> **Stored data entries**
####################

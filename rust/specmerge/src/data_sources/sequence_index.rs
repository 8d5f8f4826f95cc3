//! A small in-process protein mapper backed by a plain accession-to-
//! sequence table. The production system uses a dedicated FASTA index;
//! this implementation serves the CLI and the tests through the same
//! [`ProteinMapper`] seam.

use crate::errors::{
    InputReadingError,
    Result,
};
use crate::models::ProteinHit;
use crate::proteins::ProteinMapper;
use serde::{
    Deserialize,
    Serialize,
};
use std::path::Path;
use std::sync::Arc;

#[derive(Debug, Clone, Serialize, Deserialize)]
pub struct SerProteinEntry {
    pub accession: String,
    pub sequence: String,
}

#[derive(Debug, Clone)]
struct IndexEntry {
    accession: Arc<str>,
    sequence: Arc<str>,
    decoy: bool,
}

/// Linear-scan sequence index. Decoy entries are recognized by an
/// accession prefix (conventionally `rev_` or `DECOY_`).
#[derive(Debug, Clone)]
pub struct SequenceIndex {
    entries: Vec<IndexEntry>,
    decoy_tag: String,
}

impl SequenceIndex {
    pub fn new(proteins: Vec<SerProteinEntry>, decoy_tag: &str) -> Self {
        let entries = proteins
            .into_iter()
            .map(|p| IndexEntry {
                decoy: p.accession.starts_with(decoy_tag),
                accession: p.accession.into(),
                sequence: p.sequence.into(),
            })
            .collect();
        Self {
            entries,
            decoy_tag: decoy_tag.to_string(),
        }
    }

    pub fn from_file(path: &Path, decoy_tag: &str) -> Result<Self> {
        let content = std::fs::read_to_string(path).map_err(|source| {
            InputReadingError::FileReadingError {
                source,
                path: path.to_path_buf(),
            }
        })?;
        let proteins: Vec<SerProteinEntry> =
            serde_json::from_str(&content).map_err(|source| {
                InputReadingError::ResultFileParsingError {
                    source,
                    path: path.to_path_buf(),
                }
            })?;
        Ok(Self::new(proteins, decoy_tag))
    }

    pub fn len(&self) -> usize {
        self.entries.len()
    }

    pub fn is_empty(&self) -> bool {
        self.entries.is_empty()
    }

    pub fn decoy_tag(&self) -> &str {
        &self.decoy_tag
    }
}

impl ProteinMapper for SequenceIndex {
    fn map(&self, sequence: &str) -> Vec<ProteinHit> {
        let mut hits = Vec::new();
        for entry in &self.entries {
            for (offset, _) in entry.sequence.match_indices(sequence) {
                hits.push(ProteinHit {
                    accession: entry.accession.clone(),
                    offset,
                    decoy: entry.decoy,
                });
            }
        }
        hits
    }
}

#[cfg(test)]
mod tests {
    use super::*;

    fn index() -> SequenceIndex {
        SequenceIndex::new(
            vec![
                SerProteinEntry {
                    accession: "P1".to_string(),
                    sequence: "MKPEPTIDEKRTTT".to_string(),
                },
                SerProteinEntry {
                    accession: "rev_P1".to_string(),
                    sequence: "TTTRKEDITPEPKM".to_string(),
                },
            ],
            "rev_",
        )
    }

    #[test]
    fn test_target_hit_with_offset() {
        let hits = index().map("PEPTIDEK");
        assert_eq!(hits.len(), 1);
        assert_eq!(hits[0].accession.as_ref(), "P1");
        assert_eq!(hits[0].offset, 2);
        assert!(!hits[0].decoy);
    }

    #[test]
    fn test_decoy_hit() {
        let hits = index().map("EDITPEPK");
        assert_eq!(hits.len(), 1);
        assert!(hits[0].decoy);
    }

    #[test]
    fn test_no_hit() {
        assert!(index().map("WWWWWW").is_empty());
    }
}
//! Accumulator for parallel per-spectrum outcomes.
//!
//! Workers produce one [`SpectrumOutcome`] per spectrum; the fold-reduce
//! pattern merges them into a single batch result with no shared mutable
//! state: each thread folds into a local accumulator, local accumulators
//! are then reduced pairwise.

use crate::input_map::ScoreSample;
use crate::models::{
    AdvocateId,
    SpectrumMatch,
};
use rayon::iter::{
    FromParallelIterator,
    IntoParallelIterator,
    ParallelIterator,
};

/// Everything one worker decided about one spectrum.
#[derive(Debug, Default)]
pub(crate) struct SpectrumOutcome {
    /// The pruned record to persist, if anything was committed.
    pub(crate) write: Option<SpectrumMatch>,
    /// One `(advocate, sample)` per committed representative.
    pub(crate) samples: Vec<(AdvocateId, ScoreSample)>,
}

#[derive(Debug, Default)]
pub(crate) struct BatchAccumulator {
    pub(crate) writes: Vec<SpectrumMatch>,
    pub(crate) samples: Vec<(AdvocateId, ScoreSample)>,
}

impl BatchAccumulator {
    fn fold(mut self, outcome: SpectrumOutcome) -> Self {
        if let Some(write) = outcome.write {
            self.writes.push(write);
        }
        self.samples.extend(outcome.samples);
        self
    }

    fn reduce(mut self, other: Self) -> Self {
        self.writes.extend(other.writes);
        self.samples.extend(other.samples);
        self
    }
}

impl FromParallelIterator<SpectrumOutcome> for BatchAccumulator {
    fn from_par_iter<I>(par_iter: I) -> Self
    where
        I: IntoParallelIterator<Item = SpectrumOutcome>,
    {
        par_iter
            .into_par_iter()
            .fold(BatchAccumulator::default, BatchAccumulator::fold)
            .reduce(BatchAccumulator::default, BatchAccumulator::reduce)
    }
}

####################

> **Aim of the task**
Reproduce each line of the records in which "tests" appears.

> **Solution below**
//! this implementation serves the CLI and the tests through the same
mod tests {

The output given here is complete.